Paris Pręt-á-Porter Fall 2001
By Dana Thomas
Photos by FW
PARIS, Mar 14, 2001/ --- Tom Ford dove deep into the Yves Saint Laurent archives and
came up with a soulful Fall/Winter 2001 women's wear collection that proved the young American
sportswear designer can indeed follow in the ready-to-wear footsteps of the master French
couturier.
For the collection, presented under a tent in the Rodin Museum, Ford took a few Saint Laurent
classics as a launching point and spun them into something completely different from what anyone
else has shown on the runways this season.
The idea of using old Saint Laurent standbys as the
focal point is predictable and expected. But unlike Ford's predecessor Alber Elbaz, or even
Ford himself for his Rive Gauche debut last fall, Ford did not turn to iconic (and now cliché)

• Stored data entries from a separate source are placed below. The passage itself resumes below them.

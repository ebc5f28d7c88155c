//! Command-line interface definition using clap.
//!
//! Every flag is optional: values not given on the command line come from the
//! settings file (see [`Settings`]), and from the defaults after that.
//!
//! ```rust
//! use clap::Parser;
//! use rpformat::cli::Args;
//! use rpformat::config::Settings;
//!
//! let args = Args::try_parse_from(["rpformat", "session.json", "--no-squash", "-f", "json"]).unwrap();
//! let settings = args.apply(Settings::default()).unwrap();
//! assert!(!settings.pipeline.squash_time_gaps);
//! assert_eq!(settings.output_format.extension(), "json");
//! ```

use std::path::PathBuf;

use clap::{Parser, ValueEnum};
use serde::{Deserialize, Serialize};

use crate::config::{ImageSearch, Settings, normalize_hex_color};
use crate::error::Result;
use crate::format::OutputFormat;
use crate::parser::LogFormat;

/// Rebuild role-play chat logs into a readable HTML transcript.
#[derive(Parser, Debug, Clone)]
#[command(name = "rpformat")]
#[command(version, about, long_about = None)]
#[command(after_help = "EXAMPLES:
    rpformat session.json
    rpformat session.json -o tonight.html --images
    rpformat export.json --source discord --keep-ooc
    rpformat session.json -f jsonl -o session.jsonl --no-squash
    rpformat session.json --template fancy.html --save-settings")]
pub struct Args {
    /// Path to the chat log (falls back to the settings file)
    pub log: Option<PathBuf>,

    /// Kind of log
    #[arg(short, long, value_enum)]
    pub source: Option<Source>,

    /// Path to output file
    #[arg(short, long)]
    pub output: Option<PathBuf>,

    /// Output format (html, json, jsonl, csv)
    #[arg(short, long)]
    pub format: Option<OutputFormat>,

    /// HTML template containing {{ authors }}, {{ metadata }} and {{ messages }}
    #[arg(short, long, value_name = "FILE")]
    pub template: Option<PathBuf>,

    /// Keep out-of-character messages
    #[arg(long)]
    pub keep_ooc: bool,

    /// Do not stitch split messages together
    #[arg(long)]
    pub no_combine: bool,

    /// Report long silences without shortening them
    #[arg(long)]
    pub no_squash: bool,

    /// Leave emphasis marks unhighlighted
    #[arg(long)]
    pub no_emphasis: bool,

    /// Hex colour for highlighted words
    #[arg(long, value_name = "HEX")]
    pub emphasis_color: Option<String>,

    /// Attach images found next to the log
    #[arg(short, long)]
    pub images: bool,

    /// Attach images found in this directory
    #[arg(long, value_name = "DIR", conflicts_with = "images")]
    pub images_dir: Option<PathBuf>,

    /// Drop messages shorter than this many characters
    #[arg(long, value_name = "CHARS")]
    pub min_length: Option<usize>,

    /// Settings file to read
    #[arg(long, value_name = "FILE", default_value = Settings::DEFAULT_FILE)]
    pub settings: PathBuf,

    /// Write the effective settings back to the settings file
    #[arg(long)]
    pub save_settings: bool,

    /// Log every merge and gap decision
    #[arg(short, long)]
    pub verbose: bool,
}

impl Args {
    /// Layers the flags over loaded settings.
    ///
    /// # Errors
    ///
    /// Returns [`RpError::InvalidColor`](crate::RpError::InvalidColor) for a
    /// malformed `--emphasis-color`.
    pub fn apply(&self, mut settings: Settings) -> Result<Settings> {
        if let Some(log) = &self.log {
            settings.log_file_path = Some(log.clone());
        }
        if let Some(source) = self.source {
            settings.log_format = source.into();
        }
        if let Some(output) = &self.output {
            settings.output_file_path = output.clone();
            // an explicit extension picks the format unless -f says otherwise
            if self.format.is_none() {
                if let Ok(format) = OutputFormat::from_path(&output.to_string_lossy()) {
                    settings.output_format = format;
                }
            }
        }
        if let Some(format) = self.format {
            settings.output_format = format;
        }
        if let Some(template) = &self.template {
            settings.template_file_path = Some(template.clone());
        }

        let pipeline = &mut settings.pipeline;
        if self.keep_ooc {
            pipeline.remove_out_of_character = false;
        }
        if self.no_combine {
            pipeline.combine_messages = false;
        }
        if self.no_squash {
            pipeline.squash_time_gaps = false;
        }
        if self.no_emphasis {
            pipeline.highlight_emphasis = false;
        }
        if let Some(color) = &self.emphasis_color {
            pipeline.emphasis_color = normalize_hex_color(color)?;
        }
        if self.images {
            pipeline.image_search = ImageSearch::NextToLog;
        }
        if let Some(dir) = &self.images_dir {
            pipeline.image_search = ImageSearch::Directory(dir.clone());
        }
        if let Some(length) = self.min_length {
            pipeline.min_message_length = length;
        }

        Ok(settings)
    }
}

/// Supported log sources.
#[derive(Debug, Clone, Copy, PartialEq, Eq, Hash, ValueEnum, Serialize, Deserialize)]
#[serde(rename_all = "lowercase")]
pub enum Source {
    /// Chat 2 plugin JSON log
    Chat2,

    /// DiscordChatExporter JSON export
    #[value(alias = "dc")]
    #[serde(alias = "dc")]
    Discord,
}

impl From<Source> for LogFormat {
    fn from(source: Source) -> Self {
        match source {
            Source::Chat2 => LogFormat::Chat2,
            Source::Discord => LogFormat::Discord,
        }
    }
}

impl std::fmt::Display for Source {
    fn fmt(&self, f: &mut std::fmt::Formatter<'_>) -> std::fmt::Result {
        write!(f, "{}", LogFormat::from(*self))
    }
}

looks, like the Saharian, the Little Lord Fauntleroy knickers or the Pop Art dresses.
Instead, he looked to the period of the late '60s, when Saint Laurent went Bohemian and ethnic,
creating 19th-century granny-style suits and heavy coats embroidered with thread-like North
African djellabas.
Ford did granny coats in mod plush suede, and heavy thread-embroidered coats,
but the embroidery was more like brocade streamers tumbling down the back, tied with pretty
velvet sashes.
His French Cavalry coats were cinched with hip wide leather belts.

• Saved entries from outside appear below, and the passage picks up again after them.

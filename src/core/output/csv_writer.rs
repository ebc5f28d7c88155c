//! CSV output writer.

use std::fs::File;

use crate::core::models::Transcript;
use crate::error::{Result, RpError};
use crate::message::{LogicalMessage, MergeStatus, format_hh_mm};

const HEADER: [&str; 8] = [
    "ID",
    "Author",
    "Body",
    "Words",
    "Datetime",
    "IntoSession",
    "Status",
    "GapBefore",
];

/// Writes the transcript's messages to CSV with semicolon delimiter.
///
/// # Format
/// - Delimiter: `;`
/// - Columns: `ID`, `Author`, `Body`, `Words`, `Datetime`, `IntoSession`,
///   `Status`, `GapBefore` (empty when no gap was flagged)
/// - Encoding: UTF-8
pub fn write_csv(transcript: &Transcript, output_path: &str) -> Result<()> {
    let file = File::create(output_path)?;
    let mut writer = csv::WriterBuilder::new().delimiter(b';').from_writer(file);

    writer.write_record(HEADER)?;
    for msg in &transcript.messages {
        writer.write_record(build_record(msg))?;
    }

    writer.flush()?;
    Ok(())
}

/// Converts the transcript's messages to a CSV string.
pub fn to_csv(transcript: &Transcript) -> Result<String> {
    let mut writer = csv::WriterBuilder::new()
        .delimiter(b';')
        .from_writer(Vec::new());

    writer.write_record(HEADER)?;
    for msg in &transcript.messages {
        writer.write_record(build_record(msg))?;
    }

    let bytes = writer.into_inner().map_err(|e| e.into_error())?;
    String::from_utf8(bytes).map_err(|e| RpError::Utf8 {
        context: "CSV output".to_string(),
        source: e,
    })
}

fn status_label(status: MergeStatus) -> &'static str {
    match status {
        MergeStatus::Standalone => "standalone",
        MergeStatus::Continued => "continued",
        MergeStatus::CombinedResult => "combined",
    }
}

fn build_record(msg: &LogicalMessage) -> Vec<String> {
    vec![
        msg.id.to_string(),
        msg.author.clone(),
        msg.body.clone(),
        msg.word_count.to_string(),
        msg.datetime.clone(),
        msg.into_session.clone(),
        status_label(msg.merge_status).to_string(),
        msg.gap_after.map(format_hh_mm).unwrap_or_default(),
    ]
}

#[cfg(test)]
mod tests {
    use super::*;
    use crate::core::output::test_support::transcript;
    use tempfile::NamedTempFile;

    #[test]
    fn test_write_csv() {
        let temp_file = NamedTempFile::new().unwrap();
        let path = temp_file.path().to_str().unwrap();

        write_csv(&transcript(), path).unwrap();

        let content = std::fs::read_to_string(path).unwrap();
        assert!(content.starts_with("ID;Author;Body;Words;Datetime;IntoSession;Status;GapBefore"));
        assert!(content.contains("1;Alice;She lifts the lantern and *stares*.;6;2024-03-01 T 20:00;00:00;standalone;"));
        // bodies containing the delimiter are quoted
        assert!(content.contains("3;Alice;\"Hours later; she returns.\";4;2024-03-02 T 01:00;05:00;standalone;04:55"));
    }

    #[test]
    fn test_to_csv_is_readable() {
        let csv_string = to_csv(&transcript()).unwrap();

        let mut reader = csv::ReaderBuilder::new()
            .delimiter(b';')
            .from_reader(csv_string.as_bytes());
        let rows: Vec<csv::StringRecord> = reader.records().map(|r| r.unwrap()).collect();

        assert_eq!(rows.len(), 3);
        assert_eq!(&rows[1][1], "Bob");
        assert_eq!(&rows[1][2], "He says \"hello\" & waits.");
        assert_eq!(&rows[1][6], "combined");
    }
}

From there Ford ran with it, turning out clothes that made you stop, look and think.
There were
sexy mummy-like shirts made of ribbon wrapped around the torso unevenly, stopping brazenly just
below the shoulder, paired with cool low-slung jean-style skirts in velvet and wool.
There were
liquid satin dresses in burgundy and rose with snug elastic quilted waists and wrists.
There were
long unevenly-ruched skirts with off-the-shoulder peasant shirts.
Billowing silk blouses featured
shoulders falling sensually down the arm, worn over skinny men's style pants.

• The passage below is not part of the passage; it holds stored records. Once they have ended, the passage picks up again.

//! Discord export loader.
//!
//! Handles JSON exports from DiscordChatExporter. The channel name becomes
//! the session owner; attachments are appended to the body as
//! `[Attachment: name]` so they survive into the transcript.

use std::fs;
use std::path::Path;

use serde::Deserialize;

use super::{LogRecord, build_log, parse_timestamp};
use crate::config::DEFAULT_MIN_MESSAGE_LENGTH;
use crate::error::{Result, RpError};
use crate::parser::{LoadedLog, LogFormat, LogSource};

const FORMAT_NAME: &str = "Discord JSON";

/// Loader for DiscordChatExporter JSON exports.
#[derive(Debug, Clone)]
pub struct DiscordLoader {
    min_message_length: usize,
}

impl DiscordLoader {
    /// Creates a loader dropping entries shorter than `min_message_length`
    /// characters.
    pub fn new(min_message_length: usize) -> Self {
        Self { min_message_length }
    }

    fn build(&self, export: DiscordExport) -> Result<LoadedLog> {
        let owner = export.channel.map(|c| c.name);
        let records = export
            .messages
            .into_iter()
            .map(|msg| {
                let mut content = msg.content;
                for attachment in msg.attachments.unwrap_or_default() {
                    if !content.is_empty() {
                        content.push('\n');
                    }
                    content.push_str(&format!("[Attachment: {}]", attachment.file_name));
                }

                // Use nickname if available, fallback to username
                let author = msg.author.nickname.unwrap_or(msg.author.name);

                LogRecord {
                    author,
                    body: content,
                    sent_at: parse_timestamp(&msg.timestamp),
                }
            })
            .collect();

        build_log(FORMAT_NAME, owner, records, self.min_message_length)
    }
}

impl Default for DiscordLoader {
    fn default() -> Self {
        Self::new(DEFAULT_MIN_MESSAGE_LENGTH)
    }
}

#[derive(Debug, Deserialize)]
#[serde(rename_all = "camelCase")]
struct DiscordExport {
    channel: Option<DiscordChannel>,
    messages: Vec<DiscordMessage>,
}

#[derive(Debug, Deserialize)]
struct DiscordChannel {
    name: String,
}

#[derive(Debug, Deserialize)]
#[serde(rename_all = "camelCase")]
struct DiscordMessage {
    timestamp: String,
    #[serde(default)]
    content: String,
    author: DiscordAuthor,
    attachments: Option<Vec<DiscordAttachment>>,
}

#[derive(Debug, Deserialize)]
#[serde(rename_all = "camelCase")]
struct DiscordAuthor {
    name: String,
    nickname: Option<String>,
}

#[derive(Debug, Deserialize)]
#[serde(rename_all = "camelCase")]
struct DiscordAttachment {
    file_name: String,
}

impl LogSource for DiscordLoader {
    fn name(&self) -> &'static str {
        "Discord"
    }

    fn format(&self) -> LogFormat {
        LogFormat::Discord
    }

    fn load(&self, path: &Path) -> Result<LoadedLog> {
        let content = fs::read_to_string(path)?;
        let export: DiscordExport = serde_json::from_str(&content)
            .map_err(|e| RpError::discord_parse(e, Some(path.to_path_buf())))?;
        self.build(export)
    }

    fn load_str(&self, content: &str) -> Result<LoadedLog> {
        let export: DiscordExport =
            serde_json::from_str(content).map_err(|e| RpError::discord_parse(e, None))?;
        self.build(export)
    }
}

#[cfg(test)]
mod tests {
    use super::*;

    #[test]
    fn test_loader_name() {
        let loader = DiscordLoader::default();
        assert_eq!(loader.name(), "Discord");
        assert_eq!(loader.format(), LogFormat::Discord);
    }

    #[test]
    fn test_load_str() {
        let json = r#"{
            "channel": {"id": "1", "name": "tavern-rp"},
            "messages": [
                {
                    "id": "123",
                    "timestamp": "2024-01-15T10:30:00+00:00",
                    "content": "The bard tunes her lute...",
                    "author": {"name": "alice123", "nickname": "Alice"}
                },
                {
                    "id": "124",
                    "timestamp": "2024-01-15T10:31:00+00:00",
                    "content": "and begins to play.",
                    "author": {"name": "alice123", "nickname": null}
                }
            ]
        }"#;

        let log = DiscordLoader::default().load_str(json).unwrap();
        assert_eq!(log.session.owner, "tavern-rp");
        assert_eq!(log.messages.len(), 2);
        assert_eq!(log.messages[0].author, "Alice");
        assert_eq!(log.messages[1].author, "alice123");
    }

    #[test]
    fn test_attachments_appended() {
        let json = r#"{
            "messages": [
                {
                    "id": "1",
                    "timestamp": "2024-01-15T10:30:00+00:00",
                    "content": "",
                    "author": {"name": "bob"},
                    "attachments": [{"id": "9", "url": "https://x/y.png", "fileName": "scene.png"}]
                }
            ]
        }"#;

        let log = DiscordLoader::default().load_str(json).unwrap();
        assert_eq!(log.session.owner, "bob");
        assert_eq!(log.messages[0].body, "[Attachment: scene.png]");
    }

    #[test]
    fn test_missing_messages_is_parse_error() {
        let err = DiscordLoader::default().load_str(r#"{"guild": {}}"#).unwrap_err();
        assert!(err.is_parse());
        assert!(err.to_string().contains("Discord JSON"));
    }

    #[test]
    fn test_no_messages() {
        let err = DiscordLoader::default()
            .load_str(r#"{"messages": []}"#)
            .unwrap_err();
        assert!(err.is_invalid_format());
    }
}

To make the collection look even more naughty and inviting, Ford tied velvet scarves around his
models' necks like sashes and wrapped their feet in thick-soled sandals, the straps winding up
around the ankles like jean belts.
The effect was an extraordinary meeting of '20s brothels with
'60s opium dens for a je-ne-sais-quoi of 2001 haute debauchery.
It was the eveningwear, however, that really showed Ford has a grasp on Saint Laurent and not
the other way around: his chiffon gowns, like Saint Laurent's, smothered the body like a second
skin, plunging dangerously in front and in back.
They were astonishingly beautiful yet they didn't
outshine the women, and that's a delicate balance only a few designers can achieve.